A faithful, complete copy of the records is required.

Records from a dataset
* * *
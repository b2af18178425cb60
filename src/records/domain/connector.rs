//! Delivery-channel connector configuration.

use super::{ConnectorId, OrganizationId, ParseChannelTypeError, RecordDomainError};
use crate::task::domain::TaskType;
use chrono::{DateTime, Utc};
use mockable::Clock;
use serde::{Deserialize, Serialize};
use std::fmt;

/// Kind of third-party delivery channel a connector talks to.
#[derive(Debug, Clone, Copy, PartialEq, Eq, Hash, Serialize, Deserialize)]
#[serde(rename_all = "snake_case")]
pub enum ChannelType {
    /// Email service provider.
    Email,
    /// Content management system (blog posts, landing pages).
    Cms,
    /// Social network publishing API.
    Social,
    /// Paid advertising platform.
    Ads,
}

impl ChannelType {
    /// Returns the canonical storage representation.
    #[must_use]
    pub const fn as_str(self) -> &'static str {
        match self {
            Self::Email => "email",
            Self::Cms => "cms",
            Self::Social => "social",
            Self::Ads => "ads",
        }
    }
}

impl fmt::Display for ChannelType {
    fn fmt(&self, f: &mut fmt::Formatter<'_>) -> fmt::Result {
        f.write_str(self.as_str())
    }
}

impl TryFrom<&str> for ChannelType {
    type Error = ParseChannelTypeError;

    fn try_from(value: &str) -> Result<Self, Self::Error> {
        let normalized = value.trim().to_ascii_lowercase();
        match normalized.as_str() {
            "email" => Ok(Self::Email),
            "cms" => Ok(Self::Cms),
            "social" => Ok(Self::Social),
            "ads" => Ok(Self::Ads),
            _ => Err(ParseChannelTypeError(value.to_owned())),
        }
    }
}

/// Per-connector execution rate limits, checked immediately before delivery.
#[derive(Debug, Clone, Copy, PartialEq, Eq, Serialize, Deserialize, Default)]
pub struct ConnectorRateLimits {
    /// Maximum completed executions per rolling hour, if capped.
    pub per_hour: Option<u32>,
    /// Maximum completed executions per rolling day, if capped.
    pub per_day: Option<u32>,
}

impl ConnectorRateLimits {
    /// Creates validated rate limits.
    ///
    /// # Errors
    ///
    /// Returns [`RecordDomainError::ZeroRateLimit`] when either cap is zero.
    pub const fn new(
        per_hour: Option<u32>,
        per_day: Option<u32>,
    ) -> Result<Self, RecordDomainError> {
        if matches!(per_hour, Some(0)) || matches!(per_day, Some(0)) {
            return Err(RecordDomainError::ZeroRateLimit);
        }
        Ok(Self { per_hour, per_day })
    }
}

/// Connector aggregate root.
#[derive(Debug, Clone, PartialEq, Eq, Serialize, Deserialize)]
pub struct Connector {
    id: ConnectorId,
    organization_id: OrganizationId,
    channel: ChannelType,
    name: String,
    requires_approval: bool,
    auto_approve_types: Vec<TaskType>,
    rate_limits: ConnectorRateLimits,
    last_used_at: Option<DateTime<Utc>>,
    last_error: Option<String>,
}

impl Connector {
    /// Creates a connector with a fresh identifier and no rate caps.
    #[must_use]
    pub fn new(
        organization_id: OrganizationId,
        channel: ChannelType,
        name: impl Into<String>,
    ) -> Self {
        Self {
            id: ConnectorId::new(),
            organization_id,
            channel,
            name: name.into(),
            requires_approval: false,
            auto_approve_types: Vec::new(),
            rate_limits: ConnectorRateLimits::default(),
            last_used_at: None,
            last_error: None,
        }
    }

    /// Requires human approval before executing through this connector.
    #[must_use]
    pub const fn with_approval_required(mut self) -> Self {
        self.requires_approval = true;
        self
    }

    /// Sets task types exempt from the approval requirement.
    #[must_use]
    pub fn with_auto_approve_types(mut self, types: impl IntoIterator<Item = TaskType>) -> Self {
        self.auto_approve_types = types.into_iter().collect();
        self
    }

    /// Sets execution rate limits.
    #[must_use]
    pub const fn with_rate_limits(mut self, limits: ConnectorRateLimits) -> Self {
        self.rate_limits = limits;
        self
    }

    /// Returns the connector identifier.
    #[must_use]
    pub const fn id(&self) -> ConnectorId {
        self.id
    }

    /// Returns the owning organization identifier.
    #[must_use]
    pub const fn organization_id(&self) -> OrganizationId {
        self.organization_id
    }

    /// Returns the channel type.
    #[must_use]
    pub const fn channel(&self) -> ChannelType {
        self.channel
    }

    /// Returns the connector name.
    #[must_use]
    pub fn name(&self) -> &str {
        &self.name
    }

    /// Returns the execution rate limits.
    #[must_use]
    pub const fn rate_limits(&self) -> ConnectorRateLimits {
        self.rate_limits
    }

    /// Returns when the connector last executed successfully, if ever.
    #[must_use]
    pub const fn last_used_at(&self) -> Option<DateTime<Utc>> {
        self.last_used_at
    }

    /// Returns the most recent execution error, if one is outstanding.
    #[must_use]
    pub fn last_error(&self) -> Option<&str> {
        self.last_error.as_deref()
    }

    /// Returns whether a task of the given type needs human approval.
    ///
    /// Approval is required when the connector demands it and the type is not
    /// in the auto-approve allowlist.
    #[must_use]
    pub fn approval_required_for(&self, task_type: TaskType) -> bool {
        self.requires_approval && !self.auto_approve_types.contains(&task_type)
    }

    /// Records a successful execution, clearing any outstanding error.
    pub fn mark_used(&mut self, clock: &impl Clock) {
        self.last_used_at = Some(clock.utc());
        self.last_error = None;
    }

    /// Records an execution failure.
    pub fn record_error(&mut self, message: impl Into<String>) {
        self.last_error = Some(message.into());
    }
}
//! Identifier types for the policy domain.

use serde::{Deserialize, Serialize};
use std::fmt;
use uuid::Uuid;

/// Unique identifier for a compliance policy.
#[derive(Debug, Clone, Copy, PartialEq, Eq, Hash, Serialize, Deserialize)]
#[serde(transparent)]
pub struct PolicyId(Uuid);

impl PolicyId {
    /// Creates a new random policy identifier.
    #[must_use]
    pub fn new() -> Self {
        Self(Uuid::new_v4())
    }

    /// Creates a policy identifier from an existing UUID.
    #[must_use]
    pub const fn from_uuid(uuid: Uuid) -> Self {
        Self(uuid)
    }

    /// Returns the wrapped UUID.
    #[must_use]
    pub const fn into_inner(self) -> Uuid {
        self.0
    }
}

impl Default for PolicyId {
    fn default() -> Self {
        Self::new()
    }
}

impl AsRef<Uuid> for PolicyId {
    fn as_ref(&self) -> &Uuid {
        &self.0
    }
}

impl fmt::Display for PolicyId {
    fn fmt(&self, f: &mut fmt::Formatter<'_>) -> fmt::Result {
        write!(f, "{}", self.0)
    }
}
* * *
• _Reply_:
repository b2af18178425cb60
filename src/records/domain/connector.rs
//! Delivery-channel connector configuration.

use super::{ConnectorId, OrganizationId, ParseChannelTypeError, RecordDomainError};
use crate::task::domain::TaskType;
use chrono::{DateTime, Utc};
use mockable::Clock;
use serde::{Deserialize, Serialize};
use std::fmt;

/// Kind of third-party delivery channel a connector talks to.
#[derive(Debug, Clone, Copy, PartialEq, Eq, Hash, Serialize, Deserialize)]
#[serde(rename_all = "snake_case")]
pub enum ChannelType {
    /// Email service provider.
    Email,
    /// Content management system (blog posts, landing pages).
    Cms,
    /// Social network publishing API.
    Social,
    /// Paid advertising platform.
    Ads,
}

impl ChannelType {
    /// Returns the canonical storage representation.
    #[must_use]
    pub const fn as_str(self) -> &'static str {
        match self {
            Self::Email => "email",
            Self::Cms => "cms",
            Self::Social => "social",
            Self::Ads => "ads",
        }
    }
}

impl fmt::Display for ChannelType {
    fn fmt(&self, f: &mut fmt::Formatter<'_>) -> fmt::Result {
        f.write_str(self.as_str())
    }
}

impl TryFrom<&str> for ChannelType {
    type Error = ParseChannelTypeError;

    fn try_from(value: &str) -> Result<Self, Self::Error> {
        let normalized = value.trim().to_ascii_lowercase();
        match normalized.as_str() {
            "email" => Ok(Self::Email),
            "cms" => Ok(Self::Cms),
            "social" => Ok(Self::Social),
            "ads" => Ok(Self::Ads),
            _ => Err(ParseChannelTypeError(value.to_owned())),
        }
    }
}

/// Per-connector execution rate limits, checked immediately before delivery.
#[derive(Debug, Clone, Copy, PartialEq, Eq, Serialize, Deserialize, Default)]
pub struct ConnectorRateLimits {
    /// Maximum completed executions per rolling hour, if capped.
    pub per_hour: Option<u32>,
    /// Maximum completed executions per rolling day, if capped.
    pub per_day: Option<u32>,
}

impl ConnectorRateLimits {
    /// Creates validated rate limits.
    ///
    /// # Errors
    ///
    /// Returns [`RecordDomainError::ZeroRateLimit`] when either cap is zero.
    pub const fn new(
        per_hour: Option<u32>,
        per_day: Option<u32>,
    ) -> Result<Self, RecordDomainError> {
        if matches!(per_hour, Some(0)) || matches!(per_day, Some(0)) {
            return Err(RecordDomainError::ZeroRateLimit);
        }
        Ok(Self { per_hour, per_day })
    }
}

/// Connector aggregate root.
#[derive(Debug, Clone, PartialEq, Eq, Serialize, Deserialize)]
pub struct Connector {
    id: ConnectorId,
    organization_id: OrganizationId,
    channel: ChannelType,
    name: String,
    requires_approval: bool,
    auto_approve_types: Vec<TaskType>,
    rate_limits: ConnectorRateLimits,
    last_used_at: Option<DateTime<Utc>>,
    last_error: Option<String>,
}

impl Connector {
    /// Creates a connector with a fresh identifier and no rate caps.
    #[must_use]
    pub fn new(
        organization_id: OrganizationId,
        channel: ChannelType,
        name: impl Into<String>,
    ) -> Self {
        Self {
            id: ConnectorId::new(),
            organization_id,
            channel,
            name: name.into(),
            requires_approval: false,
            auto_approve_types: Vec::new(),
            rate_limits: ConnectorRateLimits::default(),
            last_used_at: None,
            last_error: None,
        }
    }

    /// Requires human approval before executing through this connector.
    #[must_use]
    pub const fn with_approval_required(mut self) -> Self {
        self.requires_approval = true;
        self
    }

    /// Sets task types exempt from the approval requirement.
    #[must_use]
    pub fn with_auto_approve_types(mut self, types: impl IntoIterator<Item = TaskType>) -> Self {
        self.auto_approve_types = types.into_iter().collect();
        self
    }

    /// Sets execution rate limits.
    #[must_use]
    pub const fn with_rate_limits(mut self, limits: ConnectorRateLimits) -> Self {
        self.rate_limits = limits;
        self
    }

    /// Returns the connector identifier.
    #[must_use]
    pub const fn id(&self) -> ConnectorId {
        self.id
    }

    /// Returns the owning organization identifier.
    #[must_use]
    pub const fn organization_id(&self) -> OrganizationId {
        self.organization_id
    }

    /// Returns the channel type.
    #[must_use]
    pub const fn channel(&self) -> ChannelType {
        self.channel
    }

    /// Returns the connector name.
    #[must_use]
    pub fn name(&self) -> &str {
        &self.name
    }

    /// Returns the execution rate limits.
    #[must_use]
    pub const fn rate_limits(&self) -> ConnectorRateLimits {
        self.rate_limits
    }

    /// Returns when the connector last executed successfully, if ever.
    #[must_use]
    pub const fn last_used_at(&self) -> Option<DateTime<Utc>> {
        self.last_used_at
    }

    /// Returns the most recent execution error, if one is outstanding.
    #[must_use]
    pub fn last_error(&self) -> Option<&str> {
        self.last_error.as_deref()
    }

    /// Returns whether a task of the given type needs human approval.
    ///
    /// Approval is required when the connector demands it and the type is not
    /// in the auto-approve allowlist.
    #[must_use]
    pub fn approval_required_for(&self, task_type: TaskType) -> bool {
        self.requires_approval && !self.auto_approve_types.contains(&task_type)
    }

    /// Records a successful execution, clearing any outstanding error.
    pub fn mark_used(&mut self, clock: &impl Clock) {
        self.last_used_at = Some(clock.utc());
        self.last_error = None;
    }

    /// Records an execution failure.
    pub fn record_error(&mut self, message: impl Into<String>) {
        self.last_error = Some(message.into());
    }
}
//! Identifier types for the policy domain.

use serde::{Deserialize, Serialize};
use std::fmt;
use uuid::Uuid;

/// Unique identifier for a compliance policy.
#[derive(Debug, Clone, Copy, PartialEq, Eq, Hash, Serialize, Deserialize)]
#[serde(transparent)]
pub struct PolicyId(Uuid);

impl PolicyId {
    /// Creates a new random policy identifier.
    #[must_use]
    pub fn new() -> Self {
        Self(Uuid::new_v4())
    }

    /// Creates a policy identifier from an existing UUID.
    #[must_use]
    pub const fn from_uuid(uuid: Uuid) -> Self {
        Self(uuid)
    }

    /// Returns the wrapped UUID.
    #[must_use]
    pub const fn into_inner(self) -> Uuid {
        self.0
    }
}

impl Default for PolicyId {
    fn default() -> Self {
        Self::new()
    }
}

impl AsRef<Uuid> for PolicyId {
    fn as_ref(&self) -> &Uuid {
        &self.0
    }
}

impl fmt::Display for PolicyId {
    fn fmt(&self, f: &mut fmt::Formatter<'_>) -> fmt::Result {
        write!(f, "{}", self.0)
    }
}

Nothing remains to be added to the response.